We’ve all heard dogs bark in their dreams. We’ve seen their feet twitch and can imagine them dreaming about chasing a cat. Like dogs, normal sleepers may talk in their sleep on occasion or even thrash around. REM Sleep Behavior Disorder (RBD), however, presents as active and often aggressive or violent behaviors while the sleeper engages in REM deep sleep. The disorder can therefore represent a danger to the sleeper as well as anyone the sleeper comes in contact with.

Normal sleepers cycle through light and deep sleep stages throughout the night. Sleepwalking, talking, and other nightly disturbances often occur during non-REM deep sleep, during which time it is difficult to awaken the sleeper. While it may be necessary to protect a sleepwalker from hazards, sleepwalkers rarely hurt others.

During REM deep sleep the brain experiences electrical activity and the eyes, rapid eye movement (REM). According to Sleep, Dreams and REM Behavior Disorder by Mahalia Cohen, “The majority of the Dreaming that occurs during a sleep cycle occurs during the REM or paradoxical sleep state.” During this stage of deep sleep brain activity mimics that of a wide-awake person but the body experiences paralysis. “To imagine this paralysis during dreams not occurring is a frightful image, since in many cases dreams are violent and active,” Cohen says. Those who suffer RBD may frequently harm themselves or anyone they come in contact with through no fault of their own.

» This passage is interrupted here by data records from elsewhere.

//! Loading and validation of package collection documents.
//!
//! This crate reads [`PackageList`](package_model_core::PackageList)
//! documents from JSON or YAML files and validates every list and package
//! against the item types of `package-model-core`.
//!
//! # Quick start
//!
//! ```no_run
//! use package_model_db::{PackageCatalog, ValidationConfig};
//!
//! // Load documents from a directory
//! let catalog = PackageCatalog::from_dir("model/packages/").unwrap();
//!
//! // Use the builder for fallback chains
//! let catalog = PackageCatalog::builder()
//!     .from_dir("model/packages/")
//!     .from_file("packages.yml")
//!     .build()
//!     .unwrap();
//!
//! // Validate with a policy file
//! let config = ValidationConfig::load(".package-model.yml").unwrap();
//! let report = catalog.validate(&config);
//! println!("{} error(s)", report.error_count());
//! ```

mod config;
mod error;
mod loader;
mod report;

pub use config::{DeprecatedPolicy, ValidationConfig};
pub use error::{CatalogError, Result};
pub use loader::{CatalogBuilder, CatalogSource, PackageCatalog, load_document};
pub use report::{CatalogReport, ItemOutcome};
//! Known git hosts and repository URL resolution

use serde::{Deserialize, Serialize};
use tracing::debug;
use url::Url;

use crate::error::HostError;

/// Issue path segment used when the host is not recognized
pub const DEFAULT_ISSUE_SEGMENT: &str = "issues";

/// Commit path segment used when the host is not recognized
pub const DEFAULT_COMMIT_SEGMENT: &str = "commit";

/// Git hosting service
#[derive(Debug, Clone, Copy, PartialEq, Eq, Serialize, Deserialize)]
#[serde(rename_all = "lowercase")]
pub enum HostKind {
    /// github.com
    GitHub,
    /// gitlab.com
    GitLab,
    /// bitbucket.org
    Bitbucket,
    /// Anything else
    Other,
}

impl HostKind {
    /// Detect the host kind from a hostname
    pub fn from_hostname(hostname: &str) -> Self {
        match hostname.to_lowercase().as_str() {
            "github.com" => Self::GitHub,
            "gitlab.com" => Self::GitLab,
            "bitbucket.org" => Self::Bitbucket,
            _ => Self::Other,
        }
    }

    /// Path segment for issue links
    pub fn issue_segment(&self) -> &'static str {
        match self {
            Self::Bitbucket => "issue",
            _ => DEFAULT_ISSUE_SEGMENT,
        }
    }

    /// Path segment for commit links
    pub fn commit_segment(&self) -> &'static str {
        match self {
            Self::Bitbucket => "commits",
            _ => DEFAULT_COMMIT_SEGMENT,
        }
    }
}

/// Repository coordinates resolved from a remote URL
#[derive(Debug, Clone, PartialEq, Eq, Serialize, Deserialize)]
pub struct RepositoryInfo {
    /// Host including scheme and port (e.g. `https://github.com`)
    pub host: String,
    /// Repository owner (may contain `/` for nested groups)
    pub owner: String,
    /// Repository name without `.git`
    pub repository: String,
    /// Detected hosting service
    pub kind: HostKind,
}

impl RepositoryInfo {
    /// Issue path segment for this host
    pub fn issue_segment(&self) -> &'static str {
        self.kind.issue_segment()
    }

    /// Commit path segment for this host
    pub fn commit_segment(&self) -> &'static str {
        self.kind.commit_segment()
    }
}

/// Resolve a repository URL into host, owner and name.
///
/// Accepts `http(s)://`, `git+http(s)://`, `ssh://`, `git+ssh://` and
/// scp-like `[user@]host:owner/repo.git` forms. Non-http schemes are
/// rendered as `https://` without their port.
pub fn resolve_repository_url(raw: &str) -> Result<RepositoryInfo, HostError> {
    let trimmed = raw.trim();
    let stripped = trimmed.strip_prefix("git+").unwrap_or(trimmed);

    let (host, path) = if stripped.contains("://") {
        let url = Url::parse(stripped).map_err(|_| HostError::UnsupportedUrl(raw.to_string()))?;
        let hostname = url
            .host_str()
            .ok_or_else(|| HostError::UnsupportedUrl(raw.to_string()))?;

        let host = match url.scheme() {
            scheme @ ("http" | "https") => match url.port() {
                Some(port) => format!("{}://{}:{}", scheme, hostname, port),
                None => format!("{}://{}", scheme, hostname),
            },
            _ => format!("https://{}", hostname),
        };
        (host, url.path().to_string())
    } else {
        let (authority, path) = stripped
            .split_once(':')
            .ok_or_else(|| HostError::UnsupportedUrl(raw.to_string()))?;
        let hostname = authority.rsplit('@').next().unwrap_or(authority);
        if hostname.is_empty() {
            return Err(HostError::UnsupportedUrl(raw.to_string()));
        }
        (format!("https://{}", hostname), path.to_string())
    };

    let path = path.trim_matches('/');
    let path = path.strip_suffix(".git").unwrap_or(path);
    let (owner, repository) = path
        .rsplit_once('/')
        .filter(|(owner, name)| !owner.is_empty() && !name.is_empty())
        .ok_or_else(|| HostError::MissingPath(raw.to_string()))?;

    let hostname = host
        .split_once("://")
        .map(|(_, rest)| rest.split(':').next().unwrap_or(rest))
        .unwrap_or(&host);
    let kind = HostKind::from_hostname(hostname);

    debug!(url = raw, host = %host, owner, repository, ?kind, "resolved repository url");

    Ok(RepositoryInfo {
        host,
        owner: owner.to_string(),
        repository: repository.to_string(),
        kind,
    })
}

Persons suffering from REM Sleep Behavior Disorder have been known to frighten and maim those closest to them as they act out their frightening and often violent dreams. In an effort to protect themselves and others from harm some sufferers bind themselves to the bed. Talking, yelling, hitting, kicking, sitting up, or jumping out of bed during REM deep sleep may indicate RBD.

Before devising a treatment plan a diagnosis may require an overnight stay at a sleep center. Sleep Medicine suggests, “A full evaluation is needed as REM Sleep Behavior Disorder may be caused by certain medications and has been also linked to Parkinson’s disease.” Physicians at the center will take the history and perform a physical examination but clinical history alone cannot complete the process.

Northwestern Memorial Hospital explains the diagnostic polysomnogram, an overnight test that records brain and body function. There are now available apparatus for home study but nothing can match the overnight stay at a sleep center.

After a diagnosis has been made, a treatment plan may include medication to suppress REM as well as the activities associated with the disorder.

Even though it seems logical that the inability to paralyze the body during sleep creates the disorder, the specific cause of the disorder is unknown. Washington University Sleep Medicine Center says, “This particular disorder can be an inherited trait, but tends to present in males more often than females. Sometimes medications such as antidepressants, can cause REM behavior disorder.”